Merkel and Macron Sweeten EU Path for Volatile West Balkans

  • Leaders discuss aid plan, economic area in Trieste, Italy
  • EU states coax region of 20 million as Russia seeks influence

Merkel will be joined by French President Emmanuel Macron, Italian Prime Minister Paolo Gentiloni and the leaders of Serbia, Bosnia-Herzegovina, the Republic of Macedonia, Montenegro, Kosovo and Albania at a summit in Trieste, Italy on Wednesday.

Photographer: Getty Images

The leaders of some of the European Union’s biggest economies, including Germany’s Angela Merkel, offered incentives to the states in the western Balkans to move closer to joining the world’s largest trading bloc and stabilize the continent’s most volatile region.

Merkel met French President Emmanuel Macron, Italian Prime Minister Paolo Gentiloni and the leaders of Serbia, Bosnia-Herzegovina, the Republic of Macedonia, Montenegro, Kosovo and Albania at a summit in Trieste, Italy on Wednesday.
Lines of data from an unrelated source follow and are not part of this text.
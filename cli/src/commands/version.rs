//! `image-reaper version` command.

use clap::Args;

#[derive(Args, Debug)]
pub struct VersionArgs;

pub async fn execute(_args: VersionArgs) -> Result<(), Box<dyn std::error::Error>> {
    println!("image-reaper version {}", image_reaper_core::VERSION);
    Ok(())
}
//! In-process registry backend.
//!
//! Holds images in memory, pages them like a real registry and records every
//! delete call so runs can be rehearsed and asserted on without a network.

use async_trait::async_trait;
use image_reaper_core::error::{ReaperError, Result};
use image_reaper_core::ImageRecord;
use parking_lot::Mutex;

use super::{
    BatchDeleteOutcome, DeleteFailure, ImagePage, ImageRegistry, IMAGE_NOT_FOUND, MAX_DELETE_BATCH,
};

#[derive(Default)]
struct MemoryState {
    images: Vec<ImageRecord>,
    list_calls: usize,
    delete_calls: Vec<Vec<String>>,
    listing_error: Option<String>,
    /// 1-based delete call that fails, with its message
    failing_delete: Option<(usize, String)>,
}

/// Registry backed by a vector of images.
pub struct MemoryRegistry {
    page_size: usize,
    state: Mutex<MemoryState>,
}

impl MemoryRegistry {
    /// Create a registry holding `images`, served as a single page.
    pub fn new(images: Vec<ImageRecord>) -> Self {
        Self {
            page_size: usize::MAX,
            state: Mutex::new(MemoryState {
                images,
                ..Default::default()
            }),
        }
    }

    /// Serve the listing in pages of at most `page_size` images.
    pub fn with_page_size(mut self, page_size: usize) -> Self {
        self.page_size = page_size.max(1);
        self
    }

    /// Make every subsequent listing call fail.
    pub fn fail_listing(&self, message: impl Into<String>) {
        self.state.lock().listing_error = Some(message.into());
    }

    /// Make the `call`-th delete call (1-based) fail without deleting anything.
    pub fn fail_delete_call(&self, call: usize, message: impl Into<String>) {
        self.state.lock().failing_delete = Some((call, message.into()));
    }

    /// Images currently stored.
    pub fn images(&self) -> Vec<ImageRecord> {
        self.state.lock().images.clone()
    }

    /// Number of listing calls served.
    pub fn list_calls(&self) -> usize {
        self.state.lock().list_calls
    }

    /// Digests passed to each delete call, in call order.
    pub fn delete_calls(&self) -> Vec<Vec<String>> {
        self.state.lock().delete_calls.clone()
    }
}

#[async_trait]
impl ImageRegistry for MemoryRegistry {
    async fn list_page(&self, repository: &str, next_token: Option<&str>) -> Result<ImagePage> {
        let mut state = self.state.lock();
        state.list_calls += 1;

        if let Some(ref message) = state.listing_error {
            return Err(ReaperError::RegistryError {
                repository: repository.to_string(),
                message: message.clone(),
            });
        }

        let start = match next_token {
            Some(token) => token.parse::<usize>().map_err(|_| ReaperError::RegistryError {
                repository: repository.to_string(),
                message: format!("Invalid continuation token: {}", token),
            })?,
            None => 0,
        };

        let end = start.saturating_add(self.page_size).min(state.images.len());
        let images = state.images.get(start..end).unwrap_or_default().to_vec();
        let next_token = (end < state.images.len()).then(|| end.to_string());

        Ok(ImagePage { images, next_token })
    }

    async fn batch_delete(
        &self,
        repository: &str,
        digests: &[String],
    ) -> Result<BatchDeleteOutcome> {
        let mut state = self.state.lock();

        if digests.len() > MAX_DELETE_BATCH {
            return Err(ReaperError::RegistryError {
                repository: repository.to_string(),
                message: format!(
                    "Batch of {} digests exceeds the limit of {}",
                    digests.len(),
                    MAX_DELETE_BATCH
                ),
            });
        }

        state.delete_calls.push(digests.to_vec());
        let call = state.delete_calls.len();

        if let Some((failing, ref message)) = state.failing_delete {
            if failing == call {
                return Err(ReaperError::RegistryError {
                    repository: repository.to_string(),
                    message: message.clone(),
                });
            }
        }

        let mut outcome = BatchDeleteOutcome::default();
        for digest in digests {
            match state.images.iter().position(|img| &img.digest == digest) {
                Some(idx) => {
                    state.images.remove(idx);
                    outcome.deleted.push(digest.clone());
                }
                None => outcome.failures.push(DeleteFailure {
                    digest: digest.clone(),
                    code: IMAGE_NOT_FOUND.to_string(),
                    reason: "Requested image not found".to_string(),
                }),
            }
        }

        Ok(outcome)
    }
}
The leaders were set to endorse the idea of creating a regional economic area and discuss 220 million euros ($252 million) in aid for infrastructure projects, European Enlargement Commissioner Johannes Hahn said. He didn’t provide details.
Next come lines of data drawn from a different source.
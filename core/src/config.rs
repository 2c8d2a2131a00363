//! Retention configuration.
//!
//! Values come from an optional YAML file and are then overridden by
//! command-line flags. Everything is validated before the first registry
//! or git call is made.

use std::collections::BTreeSet;
use std::path::{Path, PathBuf};
use std::time::Duration;

use serde::{Deserialize, Serialize};

use crate::error::{ReaperError, Result};

/// Default cap on the number of images kept in a repository.
pub const DEFAULT_MAX_TOTAL_IMAGES: usize = 900;

/// Default number of priority images that always survive eviction.
pub const DEFAULT_MIN_PRIORITY_FLOOR: usize = 50;

/// Default number of concurrent classification workers.
pub const DEFAULT_CLASSIFY_CONCURRENCY: usize = 8;

/// Default timeout for a single git subprocess, in seconds.
pub const DEFAULT_ORACLE_TIMEOUT_SECS: u64 = 10;

/// Retention configuration
#[derive(Debug, Clone, PartialEq, Eq, Serialize, Deserialize)]
#[serde(default)]
pub struct RetentionConfig {
    /// Global cap on images in the repository
    pub max_total_images: usize,

    /// Priority images are never evicted below this count
    pub min_priority_floor: usize,

    /// Tags that are never eligible for deletion
    pub blacklist: BTreeSet<String>,

    /// Maximum concurrent classification workers
    pub classify_concurrency: usize,

    /// Per-call timeout for git subprocesses, in seconds
    pub oracle_timeout_secs: u64,
}

impl Default for RetentionConfig {
    fn default() -> Self {
        Self {
            max_total_images: DEFAULT_MAX_TOTAL_IMAGES,
            min_priority_floor: DEFAULT_MIN_PRIORITY_FLOOR,
            blacklist: BTreeSet::new(),
            classify_concurrency: DEFAULT_CLASSIFY_CONCURRENCY,
            oracle_timeout_secs: DEFAULT_ORACLE_TIMEOUT_SECS,
        }
    }
}

impl RetentionConfig {
    /// Default config file location (`~/.image-reaper/config.yaml`).
    pub fn default_path() -> Option<PathBuf> {
        dirs::home_dir().map(|home| home.join(".image-reaper").join("config.yaml"))
    }

    /// Parse a config from YAML text.
    pub fn from_yaml(text: &str) -> Result<Self> {
        Ok(serde_yaml::from_str(text)?)
    }

    /// Read a config file. The file must exist.
    pub fn from_file(path: &Path) -> Result<Self> {
        let text = std::fs::read_to_string(path).map_err(|e| {
            ReaperError::ConfigError(format!(
                "Failed to read config file {}: {}",
                path.display(),
                e
            ))
        })?;
        Self::from_yaml(&text)
    }

    /// Load from an explicit path, or from the default path when present,
    /// or fall back to defaults.
    pub fn load(explicit: Option<&Path>) -> Result<Self> {
        if let Some(path) = explicit {
            return Self::from_file(path);
        }

        match Self::default_path() {
            Some(path) if path.exists() => {
                tracing::debug!(path = %path.display(), "Loading default config file");
                Self::from_file(&path)
            }
            _ => Ok(Self::default()),
        }
    }

    /// Check that the parameters describe a usable policy.
    pub fn validate(&self) -> Result<()> {
        if self.max_total_images == 0 {
            return Err(ReaperError::ConfigError(
                "max_total_images must be greater than zero".to_string(),
            ));
        }

        if self.min_priority_floor > self.max_total_images {
            return Err(ReaperError::ConfigError(format!(
                "min_priority_floor ({}) cannot exceed max_total_images ({})",
                self.min_priority_floor, self.max_total_images
            )));
        }

        if self.classify_concurrency == 0 {
            return Err(ReaperError::ConfigError(
                "classify_concurrency must be greater than zero".to_string(),
            ));
        }

        if self.oracle_timeout_secs == 0 {
            return Err(ReaperError::ConfigError(
                "oracle_timeout_secs must be greater than zero".to_string(),
            ));
        }

        if self.blacklist.iter().any(|tag| tag.trim().is_empty()) {
            return Err(ReaperError::ConfigError(
                "blacklist entries must not be empty".to_string(),
            ));
        }

        Ok(())
    }

    /// Timeout applied to each git subprocess.
    pub fn oracle_timeout(&self) -> Duration {
        Duration::from_secs(self.oracle_timeout_secs)
    }

    /// Whether a tag protects its image from deletion.
    pub fn is_blacklisted(&self, tag: &str) -> bool {
        self.blacklist.contains(tag)
    }
}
“We have a shared task in ensuring that these countries develop properly and can draw closer to the European Union,step by step,” Merkel told reporters. “Political stability in this region also means political stability for us -- we know that.”

Almost two decades following Europe’s bloodiest conflict since World War II, most of the fragments of the former Yugoslavia are struggling to integrate with the EU and join in a wave of prosperity that has raised living standards in most of the former communist east. Now Germany and other EU members are trying to coax the region of 20 million people into embracing the bloc’s economic and democratic values as Cold War adversary Russia also seeks to strengthen its influence on Europe’s southern fringe.
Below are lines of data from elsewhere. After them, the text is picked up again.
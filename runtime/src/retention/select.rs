//! Eviction selection.

use std::collections::HashSet;

use image_reaper_core::{ClassifiedImage, Classification};
use serde::Serialize;

use super::Partitions;

/// Images chosen for deletion, oldest generic first, then oldest priority.
#[derive(Debug, Clone, Default, Serialize)]
pub struct EvictionSet {
    pub images: Vec<ClassifiedImage>,
    /// Images over the cap that policy refused to evict
    pub shortfall: usize,
}

impl EvictionSet {
    pub fn is_empty(&self) -> bool {
        self.images.is_empty()
    }

    pub fn len(&self) -> usize {
        self.images.len()
    }

    /// Digests to delete, each once.
    pub fn digests(&self) -> Vec<String> {
        self.images.iter().map(|i| i.record.digest.clone()).collect()
    }

    /// Number of evicted images of a class.
    pub fn count(&self, classification: Classification) -> usize {
        self.images
            .iter()
            .filter(|i| i.classification == classification)
            .count()
    }
}

/// Choose the images to evict for a given excess.
///
/// Generic images go first. Priority images are only touched once generic
/// ones run out, and never below `min_priority_floor`. Custom and protected
/// images are never selected, so the result may fall short of `excess`.
pub fn select(partitions: &Partitions, excess: usize, min_priority_floor: usize) -> EvictionSet {
    let mut seen: HashSet<&str> = HashSet::new();
    let mut images = Vec::new();

    let generic_quota = excess.min(partitions.generic.len());
    for image in &partitions.generic[..generic_quota] {
        if seen.insert(image.digest()) {
            images.push(image.clone());
        }
    }

    let remaining = excess - generic_quota;
    if remaining > 0 {
        let evictable = partitions.priority.len().saturating_sub(min_priority_floor);
        let priority_quota = remaining.min(evictable);
        for image in &partitions.priority[..priority_quota] {
            if seen.insert(image.digest()) {
                images.push(image.clone());
            }
        }
    }

    let shortfall = excess.saturating_sub(images.len());
    if shortfall > 0 {
        tracing::info!(
            excess,
            selected = images.len(),
            shortfall,
            "Cannot reach image cap without evicting protected images"
        );
    }

    EvictionSet { images, shortfall }
}

#[cfg(test)]
mod tests {
    use super::*;
    use chrono::{Duration, TimeZone, Utc};
    use image_reaper_core::ImageRecord;

    fn bucket(prefix: &str, n: usize, class: Classification) -> Vec<ClassifiedImage> {
        let base = Utc.with_ymd_and_hms(2024, 1, 1, 0, 0, 0).unwrap();
        (0..n)
            .map(|i| {
                ClassifiedImage::new(
                    ImageRecord::new(
                        format!("{prefix}{i:04}"),
                        [format!("{prefix}{i}")],
                        base + Duration::minutes(i as i64),
                    ),
                    class,
                )
            })
            .collect()
    }

    fn partitions(generic: usize, priority: usize, custom: usize) -> Partitions {
        Partitions {
            generic: bucket("g", generic, Classification::Generic),
            priority: bucket("p", priority, Classification::Priority),
            custom: bucket("c", custom, Classification::Custom),
            protected: Vec::new(),
        }
    }

    #[test]
    fn test_zero_excess_selects_nothing() {
        let p = partitions(900, 60, 10);
        let set = select(&p, 0, 50);
        assert!(set.is_empty());
        assert_eq!(set.shortfall, 0);
    }

    #[test]
    fn test_generic_covers_excess() {
        let p = partitions(910, 60, 10);
        let set = select(&p, 80, 50);
        assert_eq!(set.len(), 80);
        assert_eq!(set.count(Classification::Generic), 80);
        assert_eq!(set.images[0].digest(), "g0000");
        assert_eq!(set.images[79].digest(), "g0079");
    }

    #[test]
    fn test_priority_after_generic_respects_floor() {
        let p = partitions(80, 60, 860);
        let set = select(&p, 100, 50);
        assert_eq!(set.count(Classification::Generic), 80);
        assert_eq!(set.count(Classification::Priority), 10);
        assert_eq!(set.count(Classification::Custom), 0);
        assert_eq!(set.shortfall, 10);
        // Oldest priority images go first.
        assert_eq!(set.images[80].digest(), "p0000");
    }

    #[test]
    fn test_priority_below_floor_untouched() {
        let p = partitions(10, 40, 890);
        let set = select(&p, 40, 50);
        assert_eq!(set.count(Classification::Generic), 10);
        assert_eq!(set.count(Classification::Priority), 0);
        assert_eq!(set.shortfall, 30);
    }

    #[test]
    fn test_priority_limited_by_remaining_excess() {
        let p = partitions(5, 100, 0);
        let set = select(&p, 8, 50);
        assert_eq!(set.count(Classification::Priority), 3);
        assert_eq!(set.shortfall, 0);
    }

    #[test]
    fn test_custom_only_repository() {
        let p = partitions(0, 0, 1000);
        let set = select(&p, 100, 50);
        assert!(set.is_empty());
        assert_eq!(set.shortfall, 100);
    }

    #[test]
    fn test_digests_are_unique() {
        let p = partitions(30, 0, 0);
        let set = select(&p, 30, 0);
        let digests = set.digests();
        let unique: HashSet<_> = digests.iter().collect();
        assert_eq!(unique.len(), digests.len());
    }
}
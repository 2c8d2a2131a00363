use thiserror::Error;

/// Image reaper error types
#[derive(Error, Debug)]
pub enum ReaperError {
    /// Registry listing or deletion call failed
    #[error("Registry error: {repository} - {message}")]
    RegistryError { repository: String, message: String },

    /// A deletion chunk failed after earlier chunks were already applied
    #[error("Deletion incomplete: removed {removed} of {requested} images from {repository} before failure - {message}")]
    PartialDeletion {
        repository: String,
        removed: usize,
        requested: usize,
        message: String,
    },

    /// Version-control oracle could not answer for a tag
    #[error("Classification error: {tag} - {message}")]
    ClassificationError { tag: String, message: String },

    /// Invalid retention parameters
    #[error("Configuration error: {0}")]
    ConfigError(String),

    /// I/O error
    #[error("I/O error: {0}")]
    IoError(#[from] std::io::Error),

    /// Serialization error
    #[error("Serialization error: {0}")]
    SerializationError(String),
}

impl ReaperError {
    /// Number of images that were deleted before this error, if any.
    ///
    /// Deletions are not transactional, so callers must report this count
    /// even though the run failed.
    pub fn removed_count(&self) -> usize {
        match self {
            ReaperError::PartialDeletion { removed, .. } => *removed,
            _ => 0,
        }
    }
}

impl From<serde_json::Error> for ReaperError {
    fn from(err: serde_json::Error) -> Self {
        ReaperError::SerializationError(err.to_string())
    }
}

impl From<serde_yaml::Error> for ReaperError {
    fn from(err: serde_yaml::Error) -> Self {
        ReaperError::SerializationError(err.to_string())
    }
}

/// Result type alias for image reaper operations
pub type Result<T> = std::result::Result<T, ReaperError>;
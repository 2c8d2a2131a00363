//! Image Reaper CLI - registry retention from the command line.

pub mod commands;
pub mod output;
//! Classification against a real git repository.
//!
//! Builds a throwaway repository with plumbing commands (no branches or
//! working tree needed) and classifies tags through [`GitCheckout`].
//! Skipped when `git` is not installed.

use std::path::Path;
use std::process::Command;
use std::sync::Arc;
use std::time::Duration;

use image_reaper_core::{Classification, ReaperError};
use image_reaper_runtime::{CommitClassifier, CommitOracle, GitCheckout};

fn git_available() -> bool {
    Command::new("git")
        .arg("--version")
        .output()
        .map(|o| o.status.success())
        .unwrap_or(false)
}

/// Run git in `dir` and return trimmed stdout, asserting success.
fn git(dir: &Path, args: &[&str]) -> String {
    let output = Command::new("git")
        .arg("-C")
        .arg(dir)
        .args(args)
        .env("GIT_AUTHOR_NAME", "Reaper Test")
        .env("GIT_AUTHOR_EMAIL", "reaper@example.com")
        .env("GIT_COMMITTER_NAME", "Reaper Test")
        .env("GIT_COMMITTER_EMAIL", "reaper@example.com")
        .output()
        .expect("failed to run git");
    assert!(
        output.status.success(),
        "git {:?} failed: {}",
        args,
        String::from_utf8_lossy(&output.stderr)
    );
    String::from_utf8_lossy(&output.stdout).trim().to_string()
}

struct Repo {
    _dir: tempfile::TempDir,
    checkout: GitCheckout,
    tree: String,
    commit: String,
    merge: String,
    tagged: String,
}

async fn repo() -> Repo {
    let dir = tempfile::tempdir().unwrap();
    let path = dir.path();
    git(path, &["init", "--quiet"]);

    let tree = git(path, &["write-tree"]);
    let root = git(path, &["commit-tree", &tree, "-m", "root"]);
    let commit = git(path, &["commit-tree", &tree, "-p", &root, "-m", "generic"]);
    let side = git(path, &["commit-tree", &tree, "-p", &root, "-m", "side"]);
    let merge = git(
        path,
        &["commit-tree", &tree, "-p", &commit, "-p", &side, "-m", "merge"],
    );
    let tagged = git(path, &["commit-tree", &tree, "-p", &merge, "-m", "release"]);
    git(path, &["tag", "v1.0.0", &tagged]);
    git(path, &["tag", "-a", "v2.0.0", "-m", "annotated", &tagged]);

    let checkout = GitCheckout::open(path, Duration::from_secs(10)).await.unwrap();
    Repo {
        _dir: dir,
        checkout,
        tree,
        commit,
        merge,
        tagged,
    }
}

/// Well-formed object id that no object in the test repository has.
const ABSENT_SHA: &str = "1234567890123456789012345678901234567890";

#[tokio::test]
async fn test_oracle_queries() {
    if !git_available() {
        eprintln!("git not installed, skipping");
        return;
    }
    let repo = repo().await;
    let oracle = &repo.checkout;

    assert_eq!(oracle.parent_count(&repo.merge).await.unwrap(), 2);
    assert_eq!(oracle.parent_count(&repo.commit).await.unwrap(), 1);
    assert_eq!(oracle.parent_count("no-such-object").await.unwrap(), 0);

    assert!(oracle.tag_exists("v1.0.0").await.unwrap());
    assert!(oracle.tag_exists("v2.0.0").await.unwrap());
    assert!(!oracle.tag_exists("v3.0.0").await.unwrap());

    assert_eq!(
        oracle.resolve_commit(&repo.commit).await.unwrap(),
        Some(repo.commit.clone())
    );
    assert_eq!(oracle.resolve_commit("no-such-object").await.unwrap(), None);
    assert_eq!(oracle.resolve_commit(ABSENT_SHA).await.unwrap(), None);
    assert_eq!(oracle.resolve_commit(&repo.tree).await.unwrap(), None);
    assert_eq!(
        oracle.resolve_commit("v2.0.0").await.unwrap(),
        Some(repo.tagged.clone())
    );
}

#[tokio::test]
async fn test_classify_against_history() {
    if !git_available() {
        eprintln!("git not installed, skipping");
        return;
    }
    let repo = repo().await;
    let Repo {
        checkout,
        tree,
        commit,
        merge,
        tagged,
        _dir,
    } = repo;
    let classifier = CommitClassifier::new(Arc::new(checkout), 4);

    assert_eq!(classifier.classify_tag(&merge).await.unwrap(), Classification::Priority);
    assert_eq!(classifier.classify_tag("v1.0.0").await.unwrap(), Classification::Priority);
    assert_eq!(classifier.classify_tag("v2.0.0").await.unwrap(), Classification::Priority);
    assert_eq!(classifier.classify_tag(&commit).await.unwrap(), Classification::Generic);
    // The release commit itself is an ordinary commit.
    assert_eq!(classifier.classify_tag(&tagged).await.unwrap(), Classification::Generic);
    // Abbreviated shas resolve, but not to themselves.
    assert_eq!(classifier.classify_tag(&commit[..12]).await.unwrap(), Classification::Custom);
    assert_eq!(classifier.classify_tag("nightly").await.unwrap(), Classification::Custom);
    // Well-formed shas that are not commits in the history.
    assert_eq!(classifier.classify_tag(ABSENT_SHA).await.unwrap(), Classification::Custom);
    assert_eq!(classifier.classify_tag(&tree).await.unwrap(), Classification::Custom);
    assert_eq!(
        classifier.classify_tag("--output=/tmp/x").await.unwrap(),
        Classification::Custom
    );
}

#[tokio::test]
async fn test_open_rejects_non_repository() {
    if !git_available() {
        eprintln!("git not installed, skipping");
        return;
    }
    let dir = tempfile::tempdir().unwrap();
    let err = GitCheckout::open(dir.path(), Duration::from_secs(10))
        .await
        .err()
        .unwrap();
    assert!(matches!(err, ReaperError::ConfigError(_)));
}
Geopolitical Misunderstandings

So far, Slovenia and Croatia are the only former western Balkan states to join both the EU and NATO, while Montenegro and Albania are also members of the military alliance. Serbia, the largest former Yugoslav republic, aims to be ready to join the EU by the end of the decade. But it must still normalize ties with its former province Kosovo, whose 2008 independence it has refused to recognize.

Serbia and its neighbors also face challenges overhauling their economies, strengthening rule of law, and meeting other standards that the EU requires of its members. Thorny relations between the region’s Slavic and Albanian ethnic groups have also been a source of tension, with leaders often accusing each other of mistreating minorities and asserting claims for territory outside their borders.

Serbia is open to economic cooperation, but it doesn’t see the creation of a regional economic area as a substitute for EU membership, EU Integration Minister Jadranka Joksimovic said. She added that “political willingness” among the region’s countries would be the biggest potential obstacle to making the economic union work.

“There are various issues of tension that create difficulties, in international trade and also misunderstandings from a geopolitical point of view,” Italian Prime Minister Paolo Gentiloni said. “A cohesive European Union would contribute to stability and peace, specially in the region we are talking today.”

Economic Pledge

If they can achieve membership, the 28-member trading club offers to boost the economies of countries that have watched their former communist neighbors prosper. Living standards measured in output per capita and adjusted for prices range from 30 percent of the EU average in Albania to 42 percent in Montenegro. In Slovenia, which joined in 2004 with seven other former eastern-bloc states, that figure is 83 percent.

Still, the pledge of infrastructure aid “isn’t a lot, especially if it’s going to be over a longer period of time,” Vladimir Gligorov, senior economist at the Vienna Institute for International Economic Studies, said by phone. “It’s been known for years what roads and rail links are needed to improve communication in the Balkans, but most projects have made little progress since the wars ended” in 1999.